In diesem Europa werden Lebensmittel ökologisch und regional produziert. Sie stammen nicht aus Agrarfabriken, sondern von Bauernhöfen. Die Landwirte werden entsprechend ihrer Leistungen für ihre Produkte angemessen bezahlt. Dieses Europa ist frei von Genmais, frei von Massentierhaltung und soweit wie möglich auch von Pestiziden. Mein Europa macht sich für eine global gerechte Ernährungspolitik stark, die aggressive exportorientierte Agrar- und Fleischproduktion ist längst Vergangenheit.
In meinem Traum hat sich Europa auch von der Atomkraft verabschiedet und den CO2-Ausstoß drastisch gesenkt. Durch eine deutliche Steigerung der Energieeffizienz und des Ausbaus der erneuerbaren Energien konnte Europa dazu beigetragen, die weltweite Erwärmung auf unter zwei Grad zu halten.

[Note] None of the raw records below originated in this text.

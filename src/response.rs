//! Standard response envelope helpers. Payload keys go out in camelCase.

use crate::case::value_keys_to_camel_case_recursive;
use crate::error::AppError;
use crate::paging::{Paged, Paging};
use axum::{http::StatusCode, Json};
use serde::Serialize;
use serde_json::Value;

#[derive(Serialize)]
pub struct SuccessOne<T> {
    pub data: T,
}

#[derive(Serialize)]
pub struct SuccessMany<T> {
    pub data: Vec<T>,
    pub meta: PageMeta,
}

/// `count` is the total number of matching roots, not the length of `data`.
#[derive(Serialize)]
pub struct PageMeta {
    pub count: i64,
    pub offset: i64,
    pub limit: i64,
}

fn camel<T: Serialize>(data: &T) -> Result<Value, AppError> {
    let mut value = serde_json::to_value(data).map_err(|e| AppError::Configuration(e.to_string()))?;
    value_keys_to_camel_case_recursive(&mut value);
    Ok(value)
}

pub fn success_one<T: Serialize>(data: &T) -> Result<(StatusCode, Json<SuccessOne<Value>>), AppError> {
    Ok((StatusCode::OK, Json(SuccessOne { data: camel(data)? })))
}

pub fn success_created<T: Serialize>(data: &T) -> Result<(StatusCode, Json<SuccessOne<Value>>), AppError> {
    Ok((StatusCode::CREATED, Json(SuccessOne { data: camel(data)? })))
}

pub fn success_page<T: Serialize>(
    page: &Paged<T>,
    paging: Paging,
) -> Result<(StatusCode, Json<SuccessMany<Value>>), AppError> {
    let data = page.items.iter().map(camel).collect::<Result<Vec<_>, _>>()?;
    Ok((
        StatusCode::OK,
        Json(SuccessMany {
            data,
            meta: PageMeta {
                count: page.count,
                offset: paging.offset,
                limit: paging.limit,
            },
        }),
    ))
}

/// Related-entity lists are not windowed: offset 0, limit equal to the count.
pub fn success_related<T: Serialize>(page: &Paged<T>) -> Result<(StatusCode, Json<SuccessMany<Value>>), AppError> {
    success_page(page, Paging { offset: 0, limit: page.count })
}

#[cfg(test)]
mod tests {
    use super::*;
    use serde_json::json;

    #[test]
    fn page_envelope_carries_total_count_and_camel_keys() {
        let page = Paged::new(vec![json!({"region_ids": [1], "entitlements": [{"updated_at": "x"}]})], 12);
        let (status, Json(body)) = success_page(&page, Paging { offset: 5, limit: 1 }).unwrap();
        assert_eq!(status, StatusCode::OK);
        let body = serde_json::to_value(body).unwrap();
        assert_eq!(
            body,
            json!({
                "data": [{"regionIds": [1], "entitlements": [{"updatedAt": "x"}]}],
                "meta": {"count": 12, "offset": 5, "limit": 1}
            })
        );
    }
}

Und wenn ich von Europa träume, leben da Tiere und sprießen da Pflanzen, die wir schon fast verloren glaubten. Da fühlt sich der Eisvogel wohl in unversehrten Flussauen, Wildkatzen und Luchse streifen durch miteinander verbundene Wälder und ich sehe Wildbienen auf Wiesen, die nicht mehr der intensiven Landwirtschaft zum Opfer fallen.
Und dann mache ich die Augen auf und sehe: mein Traum ist bedroht. Europaskeptiker zeichnen ein schiefes Bild von der EU als Regelungsmonstrum, das sich vor allem von Banken und Konzerninteressen leiten lässt. Sicher läuft einiges schief, auch in der EU. Das zeigen die Zulassung des Gentechnik-Mais „Pioneer“ oder die umstrittenen Verhandlungen zwischen den USA und der EU über ein Freihandelsabkommen, das unsere gemeinsam erkämpften Standards gefährden könnte.
Doch viel deutlicher sehe ich die Erfolge der EU: Gemeinsame Umwelt- und Verbraucherstandards, mehr Bürgerbeteiligung sowie grenzüberschreitende Naturschutzgebiete und das "Grüne Band Europa" – ein BUND-Projekt entlang des früheren Eisernen Vorhangs. Europäische Kooperation kann einen großen Mehrwert für Mensch und Natur bedeuten. Dieses Europa darf kein Traum bleiben.